3/ Would the modern US’s relationship with African Americans be significantly different (better) if Lincoln had lived? There’s no easy answer to the question, because Northerners were anti-slavery but also generally anti-Black. Still, Lincoln was a master politician. Also this seems like a great starting point for a steampunk novel for anyone who is way more into historical research than I am. (And, like, I’m half of a podcast about history, so–be really into it.)–Em.

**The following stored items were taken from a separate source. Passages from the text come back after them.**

use std::fs;

use assert_cmd::Command;
use predicates::prelude::predicate;
use tempfile::{tempdir, TempDir};

fn bin(cwd: &TempDir) -> Command {
    let mut cmd = Command::cargo_bin("csv-generator").unwrap();
    cmd.current_dir(cwd.path());
    cmd
}

#[test]
fn test_generate_from_args() {
    let cwd = tempdir().unwrap();
    let path = cwd.path().join("csv-generator_output").join("out.csv");

    bin(&cwd)
        .args(["out.csv", "2", "2"])
        .assert()
        .success()
        .stdout(predicate::str::contains(
            "Creating out.csv to contain 2 columns and 2 rows...",
        ))
        .stdout(predicate::str::contains("Writing columns...\nWriting rows...\n"))
        .stdout(predicate::str::contains(format!(
            "File has been generated here: {}",
            path.display()
        )));

    assert_eq!(
        fs::read_to_string(path).unwrap(),
        ",0_Column,1_Column\n,data,data\n,data,data\n"
    );
}

#[test]
fn test_generate_into_given_directory() {
    let cwd = tempdir().unwrap();
    fs::create_dir(cwd.path().join("fixtures")).unwrap();

    bin(&cwd).args(["fixtures/one.csv", "1", "1"]).assert().success();

    assert_eq!(
        fs::read_to_string(cwd.path().join("fixtures").join("one.csv")).unwrap(),
        ",0_Column\n,data\n"
    );
    assert!(!cwd.path().join("csv-generator_output").exists());
}

#[test]
fn test_generate_appends() {
    let cwd = tempdir().unwrap();
    let path = cwd.path().join("csv-generator_output").join("out.csv");

    bin(&cwd).args(["out.csv", "3", "5"]).assert().success();
    let first = fs::metadata(&path).unwrap().len();
    bin(&cwd).args(["out.csv", "3", "5"]).assert().success();

    assert_eq!(fs::metadata(&path).unwrap().len(), 2 * first);
}

#[test]
fn test_generate_from_prompts() {
    let cwd = tempdir().unwrap();

    bin(&cwd)
        .write_stdin("out.csv\n1\n3\n")
        .assert()
        .success()
        .stdout(predicate::str::contains("Proceeding with prompted questions..."))
        .stdout(predicate::str::contains("How many rows?"));

    assert_eq!(
        fs::read_to_string(cwd.path().join("csv-generator_output").join("out.csv")).unwrap(),
        ",0_Column\n,data\n,data\n,data\n"
    );
}

#[test]
fn test_usage_no_input() {
    let cwd = tempdir().unwrap();

    bin(&cwd)
        .write_stdin("")
        .assert()
        .code(1)
        .stdout(predicate::str::contains(
            "Missing arguments: output_file, number_of_columns, number_of_rows",
        ))
        .stdout(predicate::str::contains(
            "Usage: csv-generator <output_file> <number_of_columns> <number_of_rows>",
        ));

    assert!(!cwd.path().join("csv-generator_output").exists());
}

#[test]
fn test_reject_invalid_counts() {
    let cwd = tempdir().unwrap();

    for (columns, rows, message) in [
        ("0", "1", "Missing argument: number_of_columns"),
        ("-1", "1", "Missing argument: number_of_columns"),
        ("two", "1", "Missing argument: number_of_columns"),
        ("1", "x", "Missing argument: number_of_rows"),
        ("0", "0", "Missing arguments: number_of_columns, number_of_rows"),
    ] {
        bin(&cwd)
            .args(["out.csv", columns, rows])
            .assert()
            .code(1)
            .stdout(predicate::str::contains(message))
            .stdout(predicate::str::contains("Usage: "));
    }

    assert!(!cwd.path().join("csv-generator_output").exists());
}

#[test]
fn test_reject_empty_output_file() {
    let cwd = tempdir().unwrap();

    bin(&cwd)
        .args(["", "1", "1"])
        .assert()
        .code(1)
        .stdout(predicate::str::contains("Missing argument: output_file"));

    assert!(!cwd.path().join("csv-generator_output").exists());
}

#[test]
fn test_directory_collision() {
    let cwd = tempdir().unwrap();
    fs::write(cwd.path().join("csv-generator_output"), "").unwrap();

    bin(&cwd)
        .args(["out.csv", "1", "1"])
        .assert()
        .failure()
        .code(exitcode::IOERR)
        .stderr(predicate::str::contains("Error: "));
}

#[test]
fn test_generate_through_missing_directory() {
    let cwd = tempdir().unwrap();

    bin(&cwd)
        .args(["missing/../out.csv", "1", "1"])
        .assert()
        .success();

    assert_eq!(
        fs::read_to_string(cwd.path().join("out.csv")).unwrap(),
        ",0_Column\n,data\n"
    );
    assert!(!cwd.path().join("missing").exists());
}

#[cfg(unix)]
#[test]
fn test_generate_non_utf8_file_name() {
    use std::{ffi::OsStr, os::unix::ffi::OsStrExt};

    let cwd = tempdir().unwrap();
    let name = OsStr::from_bytes(b"o\xffut.csv");

    bin(&cwd).arg(name).args(["1", "1"]).assert().success();

    assert_eq!(
        fs::read(cwd.path().join("csv-generator_output").join(name)).unwrap(),
        b",0_Column\n,data\n"
    );
}

#[test]
fn test_unreadable_prompt_answer() {
    let cwd = tempdir().unwrap();

    bin(&cwd)
        .write_stdin(&b"o\xffut.csv\n1\n1\n"[..])
        .assert()
        .code(exitcode::IOERR)
        .stderr(predicate::str::contains("Error: "));

    assert!(!cwd.path().join("csv-generator_output").exists());
}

Jesse: Lots of scholars argue about this. The question is, would Reconstruction have continued longer than it did? For example, Mississippi elected two African Americans to the US Senate during Reconstruction–Hiram Rhodes Revels in 1870 and Blanche Bruce in 1875. Imagine if that had continued! Unfortunately, the compromise of 1877 (which made Rutherford B. Hayes president) effectively ended Reconstruction and ushered in the era of Jim Crow. If Lincoln had been president at the beginning of Reconstruction rather than Johnson, would it have made a difference? Would Reconstruction have been harder to end? Would it have become more integral to US politics? Hard to know, but worth considering. Lincoln’s assassination was a terrible tragedy, but we frequently think to ourselves “at least the war was over.” Unfortunately, in many ways the fight for Civil Rights was just hitting its stride, so Lincoln’s assassination may have made a very real, very important difference by removing him from the presidency and installing Andrew Johnson (a Democrat and former slaveholder from Tennessee who did not value the rights of African Americans but did value the rights of (white) Southerners).

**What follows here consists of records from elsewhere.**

//! The `csv` module is used to write placeholder tables to a CSV buffer,
//! _e.g._, a file or a string.

#![warn(missing_docs)]

use std::{
    fs::{self, OpenOptions},
    io::{self, Write},
    iter,
    path::{Path, PathBuf},
};

use csv::{Terminator, WriterBuilder};
use log::{debug, info};

use crate::{Error, GenerationRequest};

/// Creates `dir` unless it is already a directory.
/// Parent directories are not created.
pub fn create_output_directory(dir: &Path) -> io::Result<()> {
    if dir.is_dir() {
        return Ok(());
    }
    debug!("creating directory {}", dir.display());
    fs::create_dir(dir)
}

/// Write a placeholder table of `columns` columns and `rows` rows to a
/// `Write`r `wtr`, reporting progress to `status`.
/// The first row is a header row naming each column by its index.
/// Every record starts with an empty field.
///
/// # Examples
///
/// ```
/// use std::io::{self, BufWriter};
/// use csv_generator::csv::*;
///
/// let mut buf: Vec<u8> = vec![];
///
/// write_table(2, 2, BufWriter::new(&mut buf), io::sink()).unwrap();
///
/// assert_eq!(
///     std::str::from_utf8(&buf).unwrap(),
///     ",0_Column,1_Column
/// ,data,data
/// ,data,data
/// "
/// );
/// ```
pub fn write_table<W: io::Write, S: io::Write>(
    columns: usize,
    rows: usize,
    wtr: W,
    mut status: S,
) -> Result<(), Error> {
    let mut writer = WriterBuilder::new()
        .terminator(Terminator::Any(b'\n'))
        .from_writer(wtr);

    writeln!(status, "Writing columns...")?;
    writer.write_record(
        iter::once(String::new()).chain((0..columns).map(|col| format!("{}_Column", col))),
    )?;

    writeln!(status, "Writing rows...")?;
    let row: Vec<&str> = iter::once("")
        .chain(iter::repeat("data").take(columns))
        .collect();
    for _ in 0..rows {
        writer.write_record(&row)?;
    }

    writer.flush()?;
    Ok(())
}

/// Generates the file described by `req`, reporting progress to `status`.
///
/// The output directory is created when missing.
/// When the file already exists, the table is appended to it.
/// Returns the path of the generated file.
pub fn generate<W: io::Write>(req: &GenerationRequest, mut status: W) -> Result<PathBuf, Error> {
    write!(
        status,
        "\n\nCreating {} to contain {} columns and {} rows...\n\n",
        req.output_file().display(),
        req.columns(),
        req.rows()
    )?;

    create_output_directory(req.output_directory())?;
    let file = OpenOptions::new()
        .create(true)
        .append(true)
        .open(req.path())?;
    write_table(req.columns(), req.rows(), file, &mut status)?;

    writeln!(status, "File has been generated here: {}", req.path().display())?;
    status.flush()?;
    info!(
        "generated {} ({} columns, {} rows)",
        req.path().display(),
        req.columns(),
        req.rows()
    );

    Ok(req.path().to_path_buf())
}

4/ The statue was unveiled on May 29, 1890. Interestingly, Lee had a famous horse named Traveller (so famous he merits his own Wikipedia page), who is not depicted in the piece–I assume that at 16 hands, he was felt to be too petite for the size of the sculpture. As someone else who is 16 hands tall, I find this discrimination distressing. Also it seems to speak to a certain changing view of masculinity.

Jesse: Ok, I always just assumed the horse was Traveller (who was undoubtedly a lovely, awesome horse and does not deserve to be condemned alongside Lee!). However, the Wikipedia page for the monument does indeed state that the horse is not Traveller because Traveller did not have the ideal dimensions (from the sculptor’s point of view). This raises a lot of interesting questions about iconography and masculinity that we could have addressed if we’d known!
https://en.wikipedia.org/wiki/Robert_E._Lee_Monument_(Richmond,_Virginia)

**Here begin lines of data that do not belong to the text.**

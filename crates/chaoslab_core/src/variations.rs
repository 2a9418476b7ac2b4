use nalgebra::{Point2, Vector2};
use serde::{Deserialize, Serialize};
use std::f64::consts::PI;

/// Nonlinear plane transforms used to reshape fractal point clouds.
///
/// Each variation is a pure map on the plane, written in terms of
/// `r = sqrt(x^2 + y^2)` and `theta = atan2(y, x)`. `Spherical` has a pole
/// at the origin; evaluating it there yields non-finite coordinates, the
/// same surface-as-NaN policy the ODE models follow near their
/// singularities.
#[derive(Debug, Clone, Copy, PartialEq, Eq, Serialize, Deserialize)]
pub enum Variation {
    Linear,
    Sinusoidal,
    Spherical,
    Swirl,
    Polar,
    Handkerchief,
    Heart,
    Disc,
    Diamond,
    Exponential,
}

impl Variation {
    pub fn apply(&self, p: Point2<f64>) -> Point2<f64> {
        let (x, y) = (p.x, p.y);
        let r2 = x * x + y * y;
        let r = r2.sqrt();
        let theta = y.atan2(x);
        match self {
            Variation::Linear => p,
            Variation::Sinusoidal => Point2::new(x.sin(), y.sin()),
            Variation::Spherical => Point2::new(x / r2, y / r2),
            Variation::Swirl => Point2::new(
                x * r2.sin() - y * r2.cos(),
                x * r2.cos() + y * r2.sin(),
            ),
            Variation::Polar => Point2::new(theta / PI, r - 1.0),
            Variation::Handkerchief => {
                Point2::new(r * (theta + r).sin(), r * (theta - r).cos())
            }
            Variation::Heart => {
                Point2::new(r * (theta * r).sin(), -(r * (theta * r).cos()))
            }
            Variation::Disc => Point2::new(
                theta / PI * (PI * r).sin(),
                theta / PI * (PI * r).cos(),
            ),
            Variation::Diamond => Point2::new(theta.sin() * r.cos(), theta.cos() * r.sin()),
            Variation::Exponential => {
                let e = (x - 1.0).exp();
                Point2::new(e * (PI * y).cos(), e * (PI * y).sin())
            }
        }
    }

    /// Applies the variation to a whole point cloud.
    pub fn map(&self, points: &[Point2<f64>]) -> Vec<Point2<f64>> {
        points.iter().map(|&p| self.apply(p)).collect()
    }
}

/// Weighted linear combination of variation images.
///
/// The two-term case `[(w, Linear), (1 - w, target)]` reproduces the gradual
/// morph from the untransformed cloud toward a target variation.
pub fn blend(components: &[(f64, Variation)], p: Point2<f64>) -> Point2<f64> {
    let mut acc = Vector2::zeros();
    for (weight, variation) in components {
        acc += variation.apply(p).coords * *weight;
    }
    Point2::from(acc)
}

/// Rescales a point cloud by its largest coordinate magnitude so it fits the
/// unit square. A cloud of all zeros is left untouched.
pub fn rescale(points: &mut [Point2<f64>]) {
    let mut max = 0.0_f64;
    for p in points.iter() {
        max = max.max(p.x.abs()).max(p.y.abs());
    }
    if max > 0.0 {
        for p in points.iter_mut() {
            p.coords /= max;
        }
    }
}

#[cfg(test)]
mod tests {
    use super::{blend, rescale, Variation};
    use nalgebra::Point2;
    use std::f64::consts::{FRAC_PI_2, PI};

    fn close(p: Point2<f64>, x: f64, y: f64) -> bool {
        (p.x - x).abs() < 1e-12 && (p.y - y).abs() < 1e-12
    }

    #[test]
    fn linear_is_the_identity() {
        let p = Point2::new(0.3, -1.7);
        assert_eq!(Variation::Linear.apply(p), p);
    }

    #[test]
    fn sinusoidal_folds_into_the_unit_square() {
        assert!(close(
            Variation::Sinusoidal.apply(Point2::new(FRAC_PI_2, 0.0)),
            1.0,
            0.0
        ));
        for p in Variation::Sinusoidal.map(&[
            Point2::new(5.0, -3.0),
            Point2::new(-20.0, 40.0),
        ]) {
            assert!(p.x.abs() <= 1.0 && p.y.abs() <= 1.0);
        }
    }

    #[test]
    fn spherical_fixes_the_unit_circle() {
        let p = Point2::new(0.6, 0.8);
        assert!(close(Variation::Spherical.apply(p), 0.6, 0.8));
    }

    #[test]
    fn spherical_pole_surfaces_as_non_finite() {
        let q = Variation::Spherical.apply(Point2::origin());
        assert!(!q.x.is_finite());
    }

    #[test]
    fn swirl_fixes_the_origin() {
        assert_eq!(Variation::Swirl.apply(Point2::origin()), Point2::origin());
    }

    #[test]
    fn polar_maps_the_unit_circle_onto_the_axis() {
        assert!(close(Variation::Polar.apply(Point2::new(1.0, 0.0)), 0.0, 0.0));
        assert!(close(Variation::Polar.apply(Point2::new(0.0, 1.0)), 0.5, 0.0));
    }

    #[test]
    fn handkerchief_and_diamond_match_hand_values() {
        // At (1, 0): r = 1, theta = 0.
        assert!(close(
            Variation::Handkerchief.apply(Point2::new(1.0, 0.0)),
            1.0_f64.sin(),
            1.0_f64.cos()
        ));
        assert!(close(
            Variation::Diamond.apply(Point2::new(1.0, 0.0)),
            0.0,
            1.0_f64.sin()
        ));
    }

    #[test]
    fn heart_points_up_at_the_top_of_the_circle() {
        // At (0, 1): r = 1, theta = pi/2.
        let q = Variation::Heart.apply(Point2::new(0.0, 1.0));
        assert!((q.x - 1.0).abs() < 1e-12);
        assert!(q.y.abs() < 1e-12);
    }

    #[test]
    fn exponential_wraps_the_horizontal_line() {
        let q = Variation::Exponential.apply(Point2::new(1.0, 1.0));
        assert!((q.x - (PI).cos()).abs() < 1e-12);
        assert!((q.y - (PI).sin()).abs() < 1e-12);
    }

    #[test]
    fn blend_interpolates_between_variations() {
        let p = Point2::new(FRAC_PI_2, 0.0);
        assert_eq!(
            blend(&[(0.25, Variation::Linear), (0.75, Variation::Linear)], p),
            p
        );
        let q = blend(
            &[(0.5, Variation::Linear), (0.5, Variation::Sinusoidal)],
            p,
        );
        assert!((q.x - 0.5 * (FRAC_PI_2 + 1.0)).abs() < 1e-12);
        assert!(q.y.abs() < 1e-12);
    }

    #[test]
    fn rescale_normalizes_by_the_largest_coordinate() {
        let mut points = vec![Point2::new(2.0, -4.0), Point2::new(1.0, 1.0)];
        rescale(&mut points);
        assert_eq!(points[0], Point2::new(0.5, -1.0));
        assert_eq!(points[1], Point2::new(0.25, 0.25));
    }
}
use serde::{Deserialize, Serialize};

use crate::error::{Error, Result};
use crate::numerics::linspace;
use crate::solvers::{integrate, SolverSettings};
use crate::traits::OdeSystem;

/// Exponential decay du/dt = -a * u.
///
/// The simplest model in the crate; its closed-form solution also makes it
/// the accuracy yardstick for the integrator.
#[derive(Debug, Clone, Copy, Serialize, Deserialize)]
pub struct ExponentialDecay {
    rate: f64,
    solver: SolverSettings,
}

impl OdeSystem for ExponentialDecay {
    fn dimension(&self) -> usize {
        1
    }

    fn apply(&self, _t: f64, y: &[f64], dydt: &mut [f64]) {
        dydt[0] = -self.rate * y[0];
    }
}

impl ExponentialDecay {
    pub fn new(rate: f64) -> Self {
        Self {
            rate,
            solver: SolverSettings::default(),
        }
    }

    pub fn with_solver(mut self, solver: SolverSettings) -> Self {
        self.solver = solver;
        self
    }

    pub fn rate(&self) -> f64 {
        self.rate
    }

    /// Solves from `u0` over `(0, duration]` and returns `(t, u)` on a grid
    /// of `ceil(duration / step)` evenly spaced samples covering the
    /// interval. Stateless: nothing is cached on the model.
    pub fn solve(&self, u0: f64, duration: f64, step: f64) -> Result<(Vec<f64>, Vec<f64>)> {
        if !(duration > 0.0) {
            return Err(Error::InvalidArgument(format!(
                "duration must be positive, got {duration}"
            )));
        }
        if !(step > 0.0) {
            return Err(Error::InvalidArgument(format!(
                "step size must be positive, got {step}"
            )));
        }
        let n = (duration / step).ceil() as usize;
        if n < 2 {
            return Err(Error::InvalidArgument(format!(
                "step size {step} leaves fewer than two samples in [0, {duration}]"
            )));
        }
        let grid = linspace(0.0, duration, n);
        let sol = integrate(self, &[u0], duration, &grid, self.solver)?;
        let mut y = sol.y;
        Ok((sol.t, y.swap_remove(0)))
    }
}
#[cfg(test)]
mod tests {
    use super::{DoublePendulum, DoublePendulumParams};
    use crate::error::Error;
    use crate::numerics::AngleUnit;
    use std::f64::consts::{FRAC_PI_2, FRAC_PI_4, PI};

    fn long_arms() -> DoublePendulum {
        DoublePendulum::new(DoublePendulumParams {
            length1: 2.7,
            length2: 2.7,
            ..DoublePendulumParams::default()
        })
    }

    #[test]
    fn derivative_matches_reference_state() {
        // Hand-evaluated from the equations of motion at
        // (theta1, omega1, theta2, omega2) = (pi/2, 0.1, pi/4, 0.2)
        // with m1 = m2 = 1, L1 = L2 = 2.7, g = 9.81.
        let d = long_arms().derivative(0.0, [FRAC_PI_2, 0.1, FRAC_PI_4, 0.2]);
        assert_eq!(d[0], 0.1);
        assert!((d[1] - (-3.655522847498308)).abs() < 1e-10);
        assert_eq!(d[2], 0.2);
        assert!((d[3] - 0.022761423749154).abs() < 1e-10);
    }

    #[test]
    fn derivative_is_nan_at_degenerate_mass_configuration() {
        // A massless inner bob with aligned arms zeroes the denominator.
        let model = DoublePendulum::new(DoublePendulumParams {
            mass1: 0.0,
            ..DoublePendulumParams::default()
        });
        let d = model.derivative(0.0, [0.0, 0.0, 0.0, 0.0]);
        assert!(d[1].is_nan());
    }

    #[test]
    fn rod_lengths_stay_fixed_along_the_trajectory() {
        let mut model = DoublePendulum::new(DoublePendulumParams {
            length1: 2.0,
            length2: 1.0,
            ..DoublePendulumParams::default()
        });
        model
            .solve([PI, 1.0, FRAC_PI_2, 2.0], 3.0, 0.001, AngleUnit::Radians)
            .expect("solve should succeed");
        let (x1, z1) = (model.x1().unwrap(), model.z1().unwrap());
        let (x2, z2) = (model.x2().unwrap(), model.z2().unwrap());
        for i in 0..x1.len() {
            let r1 = (x1[i] * x1[i] + z1[i] * z1[i]).sqrt();
            assert!((r1 - 2.0).abs() < 1e-14, "inner rod stretched at sample {i}");
            let (dx, dz) = (x2[i] - x1[i], z2[i] - z1[i]);
            let r2 = (dx * dx + dz * dz).sqrt();
            assert!((r2 - 1.0).abs() < 1e-13, "outer rod stretched at sample {i}");
        }
    }

    #[test]
    fn rest_state_remains_at_rest() {
        let mut model = DoublePendulum::default();
        model
            .solve([0.0, 0.0, 0.0, 0.0], 3.0, 0.001, AngleUnit::Radians)
            .expect("solve should succeed");
        let sum: f64 = model.theta1().unwrap().iter().sum::<f64>()
            + model.omega1().unwrap().iter().sum::<f64>()
            + model.theta2().unwrap().iter().sum::<f64>()
            + model.omega2().unwrap().iter().sum::<f64>();
        assert_eq!(sum, 0.0);
        assert!(model.kinetic_energy().unwrap().iter().all(|&k| k == 0.0));
        assert!(model.potential_energy().unwrap().iter().all(|&p| p == 0.0));
    }

    #[test]
    fn time_grid_depends_only_on_duration_and_step() {
        let mut a = DoublePendulum::default();
        let mut b = DoublePendulum::new(DoublePendulumParams {
            mass1: 3.0,
            length1: 0.5,
            mass2: 0.2,
            length2: 4.0,
            gravity: 1.62,
        });
        a.solve([0.4, 0.0, 0.2, 0.0], 3.0, 0.001, AngleUnit::Radians)
            .unwrap();
        b.solve([2.0, 1.0, -1.0, 0.5], 3.0, 0.001, AngleUnit::Radians)
            .unwrap();
        assert_eq!(a.t().unwrap(), b.t().unwrap());
    }

    #[test]
    fn every_accessor_fails_before_solve() {
        let model = DoublePendulum::default();
        let is_uninitialized =
            |r: crate::Result<&[f64]>| matches!(r, Err(Error::Uninitialized(_)));
        assert!(is_uninitialized(model.t()));
        assert!(is_uninitialized(model.theta1()));
        assert!(is_uninitialized(model.omega1()));
        assert!(is_uninitialized(model.theta2()));
        assert!(is_uninitialized(model.omega2()));
        assert!(is_uninitialized(model.x1()));
        assert!(is_uninitialized(model.z1()));
        assert!(is_uninitialized(model.x2()));
        assert!(is_uninitialized(model.z2()));
        assert!(is_uninitialized(model.vx1()));
        assert!(is_uninitialized(model.vz1()));
        assert!(is_uninitialized(model.vx2()));
        assert!(is_uninitialized(model.vz2()));
        assert!(is_uninitialized(model.potential_energy()));
        assert!(is_uninitialized(model.kinetic_energy()));
    }

    #[test]
    fn resolving_replaces_the_previous_trajectory() {
        let mut model = DoublePendulum::default();
        model
            .solve([FRAC_PI_2, 0.0, FRAC_PI_4, 0.0], 2.0, 0.001, AngleUnit::Radians)
            .unwrap();
        assert!(model.theta1().unwrap().iter().any(|&v| v != 0.0));

        model
            .solve([0.0, 0.0, 0.0, 0.0], 3.0, 0.001, AngleUnit::Radians)
            .unwrap();
        let t = model.t().unwrap();
        assert_eq!(t.len(), (3.0_f64 / 0.001).floor() as usize);
        assert_eq!(*t.last().unwrap(), 3.0);
        assert!(model.theta1().unwrap().iter().all(|&v| v == 0.0));
        assert!(model.omega2().unwrap().iter().all(|&v| v == 0.0));
    }

    #[test]
    fn energy_drift_stays_inside_the_diagnostic_band() {
        let mut model = DoublePendulum::default();
        model
            .solve([FRAC_PI_2, 0.0, FRAC_PI_4, 0.0], 2.0, 0.001, AngleUnit::Radians)
            .unwrap();
        let p = model.potential_energy().unwrap();
        let k = model.kinetic_energy().unwrap();
        // One-sided differencing makes the first and last velocity samples
        // first-order only, so the band is checked on the interior.
        let reference = p[1] + k[1];
        for i in 1..p.len() - 1 {
            assert!(
                (p[i] + k[i] - reference).abs() < 1e-2,
                "energy drifted at sample {i}"
            );
        }
    }

    #[test]
    fn degrees_convert_angles_but_not_angular_velocities() {
        let mut model = DoublePendulum::default();
        model
            .solve([90.0, 1.0, -45.0, 2.0], 1.0, 0.001, AngleUnit::Degrees)
            .unwrap();
        assert!((model.theta1().unwrap()[0] - FRAC_PI_2).abs() < 1e-12);
        assert_eq!(model.omega1().unwrap()[0], 1.0);
        assert!((model.theta2().unwrap()[0] + FRAC_PI_4).abs() < 1e-12);
        assert_eq!(model.omega2().unwrap()[0], 2.0);
    }

    #[test]
    fn solve_rejects_bad_durations_and_steps() {
        let mut model = DoublePendulum::default();
        let zeros = [0.0; 4];
        assert!(matches!(
            model.solve(zeros, 0.0, 0.001, AngleUnit::Radians),
            Err(Error::InvalidArgument(_))
        ));
        assert!(matches!(
            model.solve(zeros, -1.0, 0.001, AngleUnit::Radians),
            Err(Error::InvalidArgument(_))
        ));
        assert!(matches!(
            model.solve(zeros, 1.0, 0.0, AngleUnit::Radians),
            Err(Error::InvalidArgument(_))
        ));
        assert!(matches!(
            model.solve(zeros, 1.0, f64::NAN, AngleUnit::Radians),
            Err(Error::InvalidArgument(_))
        ));
        // A step wider than the whole interval leaves no grid to report on.
        assert!(matches!(
            model.solve(zeros, 1.0, 10.0, AngleUnit::Radians),
            Err(Error::InvalidArgument(_))
        ));
        // Failed calls must not leave a half-initialized model behind.
        assert!(matches!(model.t(), Err(Error::Uninitialized(_))));
    }
}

5/ [6:25] “The governor has said that the Lee statue should just come down as soon as possible.” Since we recorded this episode, a man from the family that originally donated the land and statue to the city (it was officially annexed in 1892) has sued the city of Richmond and an injunction on the removal was put into place.

Jesse: Jefferson Davis was toppled. The law that went into effect on July 1 was intended to create a process for taking down the statues, but the mayor declared that public safety was at risk (because of people toppling statues). The city of Richmond removed Stonewall Jackson on July 1 and Matthew Fontaine Maury (Confederate Navy) on July 2. The city of Richmond will presumably remove JEB Stuart and Robert E. Lee over the July 4 weekend.

6/ Kehinde Wiley: You know him from this brilliant portrait of Obama:

President Barack Obama

(Which, honestly, when viewed with the other presidential portraits is even more amazing by contrast.) Here is the statue Jesse is describing–it’s called Rumors of War. The horses are roughly the same size proportionately, although Wiley’s looks more muscular to me. Also, Wiley’s rider and horse are (in my opinion) in a much more dynamic, eye-catching pose. It really is an A+ statue. The Lee (sculpted by Frenchman Antonin Mercié) is big (14 feet tall, plus the pedestal) but not terribly exciting on an artistic level.–Em

Jesse: Rumors of War is truly amazing–good art always looks even better in person, which is absolutely true of this statue. Rumors of War is incredibly dynamic; the African American rider and horse are arrested in the midst of a wonderful prancing motion, with the rider turning in his saddle. The rider is looking back and a little down with an expression of tremendous power, giving viewers the sense that he is vastly superior to whatever he’s looking at in the distance over our heads. In his current location, the rider is moving towards the building that belongs to the Daughters of the Confederacy (but he’s looking away from it with power and disdain). Wiley’s bronze is supposed to critique the statue of JEB Stuart, which is (or hopefully in a few days was) not far away on Monument Avenue. The horse in the Stuart statue has a similar stance, and the positioning of the rider is similar, but Wiley’s bronze is far more interesting and complex (in addition to creating a beautiful social critique).

Em: In theory if you want to view the other works in Wiley’s series Rumors of War, he has them up on his website, but I couldn’t get them to load while I was doing the notes. You could also do a google image search for “Kehinde Wiley Rumors of War” and you’ll see them.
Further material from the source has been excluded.